Nell’insieme della sua vita fatta di cavalli da far crescere, da acquistare, qualche volta da vendere, comunque da allenare e gestire… lo sport continua ad avere un significato importante?

«Lo sport è il motivo più importante in assoluto. Io parto dal presupposto che il giorno in cui ho deciso di lasciare la scuola e di dedicarmi al montare a cavallo avevo il sogno di vincere le Olimpiadi. Non ho mai pensato di voler guadagnare un milione di euro: ho sempre pensato di voler vincere le Olimpiadi. Questo era il mio sogno da bambino. Poi con le difficoltà della vita e con quelle dello sport vero si attraversano momenti durante i quali il sogno si offusca un po’, perde magari nitidezza… ma poi gli anni passano, le cose accadono e allora ci si rende conto di aver dato soprattutto a sé stessi dimostrazioni importanti: con questo si riacquista la forza che si credeva perduta. Da ragazzini si sogna, ci si sente invincibili, poi però la vita ci molla delle legnate fuori dal normale e allora si barcolla e si vacilla, si passano magari anni durante i quali si perde completamente di vista il sogno di quando si era molto più giovani: poi con un po’ di fortuna e grazie a qualche cavallo particolare quel sogno lo si ritrova, ancora integro e intatto».

E lei lo ha ritrovato? Lo sta ritrovando?

«Sì, io adesso mi sento in questa fase, la fase in cui ho ritrovato la voglia e la spregiudicatezza del ragazzino. Adesso non ho paura di sognare in grande. Ho passato molti anni della mia vita in cui ho avuto paura di farlo: oddio, io, ma no, non è possibile, non ce la farò… Invece adesso mi sento molto più… insomma, la risposta alla sua domanda precedente è sì, assolutamente sì, lo sport è la prima cosa. Mi piace guadagnare dei soldi e fare una buona vita, ma quello che è veramente importante è lo sport. Il mio obiettivo principale è vedere dove posso arrivare: quando mi volterò indietro per riconsiderare la mia carriera sportiva voglio poter essere sicuro di aver fatto del mio meglio per arrivare a ottenere il mio massimo».
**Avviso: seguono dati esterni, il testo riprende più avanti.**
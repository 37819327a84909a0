//! Random dog and cat image operations.

use lookout_types::{ApiError, CatView, DogView};

use crate::{ProviderConfig, fetch_json, is_present, validate};

/// Fetch a random dog image URL from the Dog CEO API.
pub async fn fetch_dog(config: &ProviderConfig) -> Result<DogView, ApiError> {
    let data = fetch_json(&config.endpoints.dog).await?;
    validate(&data, &["message"])?;

    let image_url = data["message"]
        .as_str()
        .ok_or_else(|| ApiError::Parse("message is not a string".to_string()))?
        .to_string();

    Ok(DogView { image_url })
}

/// Fetch a random cat image URL from TheCatAPI.
///
/// The response is a JSON array; the image URL lives at `[0].url`.
pub async fn fetch_cat(config: &ProviderConfig) -> Result<CatView, ApiError> {
    let data = fetch_json(&config.endpoints.cat).await?;

    let first = data
        .as_array()
        .and_then(|arr| arr.first())
        .ok_or_else(|| ApiError::Parse("expected a non-empty array".to_string()))?;

    if !is_present(first.get("url")) {
        return Err(ApiError::missing_field("url"));
    }
    let image_url = first["url"]
        .as_str()
        .ok_or_else(|| ApiError::Parse("url is not a string".to_string()))?
        .to_string();

    Ok(CatView { image_url })
}
//! Lookout CLI - binary entry point and terminal session management.
//!
//! The binary bridges [`lookout_engine`] (application state) and
//! [`lookout_tui`] (rendering), providing RAII-based terminal management
//! with guaranteed cleanup.
//!
//! # Event Loop
//!
//! A fixed 8ms render cadence:
//!
//! 1. Wait for frame tick
//! 2. Drain key events (non-blocking)
//! 3. Advance the animation clock (`app.tick()`)
//! 4. Drain completed fetches (`app.process_events()`)
//! 5. Render frame

use anyhow::Result;
use crossterm::{
    execute,
    terminal::{EnterAlternateScreen, LeaveAlternateScreen, disable_raw_mode, enable_raw_mode},
};
use ratatui::Terminal;
use ratatui::backend::CrosstermBackend;
use std::{
    fs::{self, OpenOptions},
    io::{Stdout, stdout},
    path::PathBuf,
    sync::Mutex,
    time::Duration,
};
use tracing_subscriber::{EnvFilter, fmt, prelude::*};

use lookout_engine::{App, LookoutConfig};
use lookout_tui::{draw, handle_events};

const FRAME_DURATION: Duration = Duration::from_millis(8);

fn init_tracing() {
    let env_filter = EnvFilter::try_from_default_env()
        .or_else(|_| EnvFilter::try_new("info"))
        .unwrap_or_else(|_| EnvFilter::try_new("warn").expect("warn filter is valid"));

    if let Some((log_path, file)) = open_log_file() {
        tracing_subscriber::registry()
            .with(fmt::layer().with_ansi(false).with_writer(Mutex::new(file)))
            .with(env_filter)
            .init();
        tracing::info!(path = %log_path.display(), "Logging initialized");
        return;
    }

    // Without a log file, prefer "no logs" over corrupting the TUI by
    // writing to stdout/stderr.
    tracing_subscriber::registry().with(env_filter).init();
}

fn open_log_file() -> Option<(PathBuf, fs::File)> {
    let dir = lookout_engine::config::log_dir()?;
    fs::create_dir_all(&dir).ok()?;
    let path = dir.join("lookout.log");
    let file = OpenOptions::new().create(true).append(true).open(&path).ok()?;
    Some((path, file))
}

/// RAII wrapper for terminal state with guaranteed cleanup on drop.
///
/// Raw mode and the alternate screen are restored to their original
/// configuration even after panics or early returns.
struct TerminalSession {
    terminal: Terminal<CrosstermBackend<Stdout>>,
}

impl TerminalSession {
    fn new() -> Result<Self> {
        enable_raw_mode()?;
        let mut out = stdout();
        if let Err(err) = execute!(out, EnterAlternateScreen) {
            let _ = disable_raw_mode();
            return Err(err.into());
        }
        let terminal = match Terminal::new(CrosstermBackend::new(out)) {
            Ok(t) => t,
            Err(err) => {
                let _ = disable_raw_mode();
                let _ = execute!(stdout(), LeaveAlternateScreen);
                return Err(err.into());
            }
        };
        Ok(Self { terminal })
    }
}

impl Drop for TerminalSession {
    fn drop(&mut self) {
        let _ = disable_raw_mode();
        let _ = execute!(self.terminal.backend_mut(), LeaveAlternateScreen);
        let _ = self.terminal.show_cursor();
    }
}

#[tokio::main]
async fn main() -> Result<()> {
    init_tracing();

    let config = match LookoutConfig::load() {
        Ok(config) => config.unwrap_or_default(),
        Err(err) => {
            tracing::warn!(path = %err.path().display(), "Ignoring unreadable config");
            LookoutConfig::default()
        }
    };

    let mut app = App::new(&config);
    let mut session = TerminalSession::new()?;

    let mut frames = tokio::time::interval(FRAME_DURATION);
    frames.set_missed_tick_behavior(tokio::time::MissedTickBehavior::Skip);

    loop {
        frames.tick().await;

        if handle_events(&mut app)? {
            app.quit();
        }
        if app.should_quit() {
            break;
        }

        app.tick();
        app.process_events();

        session.terminal.draw(|frame| draw(frame, &app))?;
    }

    Ok(())
}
È poi vero che qualunque atleta di qualunque sport deve avere anche il coraggio di osare…

«Io sono molto amico di cavalieri del calibro di Steve Guerdat, Daniel Deusser, Christian Ahlmann… ci sentiamo spesso… e loro sono ragazzi come me, persone fatte di carne ossa sangue cervello proprio come me e come tutti, e come tutti pensano, hanno i loro dubbi, hanno le loro cose, i loro problemi… quindi non vedo per quale motivo uno debba necessariamente pensare di non poter essere come loro… Spesso siamo proprio noi stessi il nostro limite… Me ne sono ormai reso conto chiaramente, e quindi ho cominciato a lavorare su me stesso, sul fatto di crederci e di avere più fiducia in me stesso. L’altro giorno chiacchieravo con un mio amico, un ragazzo giovane, e si parlava, lui mi chiedeva… e io gli ho raccontato un po’ tutte le mie vicissitudini, le cose belle e quelle brutte, e alla fine gli ho detto che la mia vita è stata talmente piena di emozioni che il mio sogno sarebbe di rifarla un’altra volta esattamente così… !».

È importante comunicare ai più giovani le proprie riflessioni e sensazioni, trasferire almeno in parte il senso dell’esperienza…

«Mi farebbe piacere se qualche ragazzo giovane potesse riflettere su questi miei pensieri. Perché se ci sono arrivato io ci possono arrivare tutti… A pensarla così, intendo, perché io in effetti non sono arrivato ancora da nessuna parte… ».